It's still not that simple.

It's not like you get six years of unlimited state-mandated insurance. The
'six years' is just from the statute of limitations -- it's just the limit
after which you can no longer do anything about a violation of a contract of
sale. [0]

But there still has to be violation of the contract of sale. Which means it
only applies to defective products. (Or ones not as described, not fit for
their purpose, etc.)

So eg it doesn't apply to accidental damage. If you spill coffee on your shiny
laptop, consumer law won't help you, even if you only bought it ten minutes
ago (unless the product was sold as waterproof, ofc). It also doesn't apply to
normal wear and tear, unless you can argue that the degree to which it's
deteriorated is enough to imply that the goods weren't of satisfactory quality
at the time they were sold, taking into account the context of the kind of
good, how it was described, the price, etc.[1]. And so on.

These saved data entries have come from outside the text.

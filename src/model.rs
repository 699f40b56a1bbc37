//! Data model shared by every stage of the pipeline.
//!
//! `RawItem` comes in from the fetcher, `TickerAggregate` goes out to the
//! presentation layer. Everything in between is derived and never mutated
//! after creation.

use chrono::{DateTime, Utc};
use serde::{Deserialize, Serialize};

use crate::error::ScoreUnavailable;
use crate::justification::JustificationEntry;
use crate::suggestion::Suggestion;

#[derive(Debug, Clone, Copy, PartialEq, Eq, Hash, Serialize, Deserialize)]
#[serde(rename_all = "UPPERCASE")]
pub enum SourceType {
    News,
    Social,
}

/// Unprocessed news/social item as produced by the fetcher.
#[derive(Debug, Clone, PartialEq, Serialize, Deserialize)]
pub struct RawItem {
    pub source_type: SourceType,
    pub source_name: String,
    /// URL for news, post id for social. Primary dedup key when present.
    #[serde(default)]
    pub url_or_id: Option<String>,
    #[serde(default)]
    pub headline: String,
    #[serde(default)]
    pub body: Option<String>,
    pub published_at: DateTime<Utc>,
    pub fetched_at: DateTime<Utc>,
}

/// Normalized, de-duplicated unit of work.
#[derive(Debug, Clone, PartialEq, Serialize, Deserialize)]
pub struct ScoredItem {
    pub item_id: String,
    pub source_type: SourceType,
    pub source_name: String,
    pub url_or_id: Option<String>,
    pub headline: String,
    pub body: Option<String>,
    pub published_at: DateTime<Utc>,
    pub fetched_at: DateTime<Utc>,
}

impl ScoredItem {
    /// Text handed to the chunker: headline, then the body on its own line.
    pub fn text(&self) -> String {
        match self.body.as_deref().filter(|b| !b.is_empty()) {
            Some(body) if self.headline.is_empty() => body.to_string(),
            Some(body) => format!("{}\n{}", self.headline, body),
            None => self.headline.clone(),
        }
    }

    pub fn has_body(&self) -> bool {
        self.body.as_deref().is_some_and(|b| !b.is_empty())
    }
}

/// Bounded-length slice of an item's text.
#[derive(Debug, Clone, PartialEq, Eq, Serialize, Deserialize)]
pub struct Chunk {
    pub chunk_index: usize,
    pub text: String,
    pub char_length: usize,
}

#[derive(Debug, Clone, Copy, PartialEq, Eq, Hash, Serialize, Deserialize)]
#[serde(rename_all = "lowercase")]
pub enum Label {
    Positive,
    Neutral,
    Negative,
}

impl Label {
    pub fn as_str(&self) -> &'static str {
        match self {
            Label::Positive => "positive",
            Label::Neutral => "neutral",
            Label::Negative => "negative",
        }
    }
}

/// Scorer output for one chunk. `score` is signed: negative is bearish,
/// magnitude is confidence.
#[derive(Debug, Clone, Copy, PartialEq, Serialize, Deserialize)]
pub struct ChunkResult {
    pub label: Label,
    pub score: f64,
}

impl ChunkResult {
    pub fn new(label: Label, score: f64) -> Self {
        Self {
            label,
            score: clamp_unit(score),
        }
    }

    /// Build from a classifier that reports `(label, confidence)` with an
    /// unsigned confidence. Neutral collapses to 0.0.
    pub fn from_classifier(label: &str, confidence: f64) -> Result<Self, ScoreUnavailable> {
        if !confidence.is_finite() {
            return Err(ScoreUnavailable::Model(format!(
                "non-finite confidence for label {label:?}"
            )));
        }
        let c = confidence.abs().min(1.0);
        match label.trim().to_ascii_lowercase().as_str() {
            "positive" | "pos" | "bullish" => Ok(Self::new(Label::Positive, c)),
            "negative" | "neg" | "bearish" => Ok(Self::new(Label::Negative, -c)),
            "neutral" | "neu" => Ok(Self::new(Label::Neutral, 0.0)),
            other => Err(ScoreUnavailable::Model(format!("unknown label {other:?}"))),
        }
    }
}

/// Per-item aggregate over its chunks.
#[derive(Debug, Clone, PartialEq, Serialize, Deserialize)]
pub struct ItemScore {
    pub item_id: String,
    pub label: Label,
    pub score: f64,
    pub chunk_count: usize,
    pub failed_chunk_count: usize,
    pub published_at: DateTime<Utc>,
}

/// Which source types contributed scored items to an aggregate.
#[derive(Debug, Clone, Copy, PartialEq, Eq, Serialize, Deserialize)]
#[serde(rename_all = "UPPERCASE")]
pub enum DataSource {
    News,
    Social,
    Combined,
    None,
}

impl DataSource {
    pub fn from_types<I: IntoIterator<Item = SourceType>>(types: I) -> Self {
        let (mut news, mut social) = (false, false);
        for t in types {
            match t {
                SourceType::News => news = true,
                SourceType::Social => social = true,
            }
        }
        match (news, social) {
            (true, true) => DataSource::Combined,
            (true, false) => DataSource::News,
            (false, true) => DataSource::Social,
            (false, false) => DataSource::None,
        }
    }
}

/// Per-ticker, per-run result. This is what gets persisted and displayed.
#[derive(Debug, Clone, PartialEq, Serialize, Deserialize)]
pub struct TickerAggregate {
    pub ticker: String,
    /// `None` when no item scored (suggestion is then `NoData`).
    pub aggregated_score: Option<f64>,
    pub item_count: usize,
    pub failed_item_count: usize,
    pub empty_item_count: usize,
    pub duplicate_count: usize,
    pub irrelevant_count: usize,
    pub stale_item_count: usize,
    pub chunk_count: usize,
    pub failed_chunk_count: usize,
    pub data_source: DataSource,
    pub suggestion: Suggestion,
    #[serde(default)]
    pub justification: Vec<JustificationEntry>,
    pub computed_at: DateTime<Utc>,
}

impl TickerAggregate {
    /// State worth persisting. `NoData` runs produce none.
    pub fn state(&self) -> Option<SuggestionState> {
        let score = self.aggregated_score?;
        if !self.suggestion.is_level() {
            return None;
        }
        Some(SuggestionState {
            ticker: self.ticker.clone(),
            suggestion: self.suggestion,
            aggregated_score: score,
            computed_at: self.computed_at,
        })
    }
}

/// Last known suggestion for a ticker, owned by the storage layer.
#[derive(Debug, Clone, PartialEq, Serialize, Deserialize)]
pub struct SuggestionState {
    pub ticker: String,
    pub suggestion: Suggestion,
    pub aggregated_score: f64,
    pub computed_at: DateTime<Utc>,
}

/// Canonical ticker key: trimmed, upper-case.
pub fn canonical_ticker(ticker: &str) -> String {
    ticker.trim().to_ascii_uppercase()
}

pub(crate) fn clamp_unit(x: f64) -> f64 {
    if x.is_nan() {
        0.0
    } else {
        x.clamp(-1.0, 1.0)
    }
}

Until six months, the burden of proof is on the retailer to show that anything
that goes wrong with the product was not due to the product being defective.
(I.e. if there's a problem, and there's no obvious cause, there's an
assumption that the goods are faulty). After six months, that assumption is
reversed, and the burden is on you to show that the product was defective.[2]

We have pretty good consumer protection in the UK, but it's not a replacement
for insurance (e.g. applecare etc). (Whether you actually need insurance for a
laptop purchase is another question. Generally if you could replace a thing
without too much hardship, insurance is pointless -- the expected value is
negative (ie Apple makes a profit on Applecare); you're purchasing a reduction
in variance).

(IANAL, just interested in consumer law)

[0]
[http://www.legislation.gov.uk/ukpga/1980/58/section/5](http://www.legislation.gov.uk/ukpga/1980/58/section/5)
[1]
[http://www.legislation.gov.uk/ukpga/2015/15/section/9](http://www.legislation.gov.uk/ukpga/2015/15/section/9)
[2]
[http://www.legislation.gov.uk/ukpga/2015/15/section/19](http://www.legislation.gov.uk/ukpga/2015/15/section/19)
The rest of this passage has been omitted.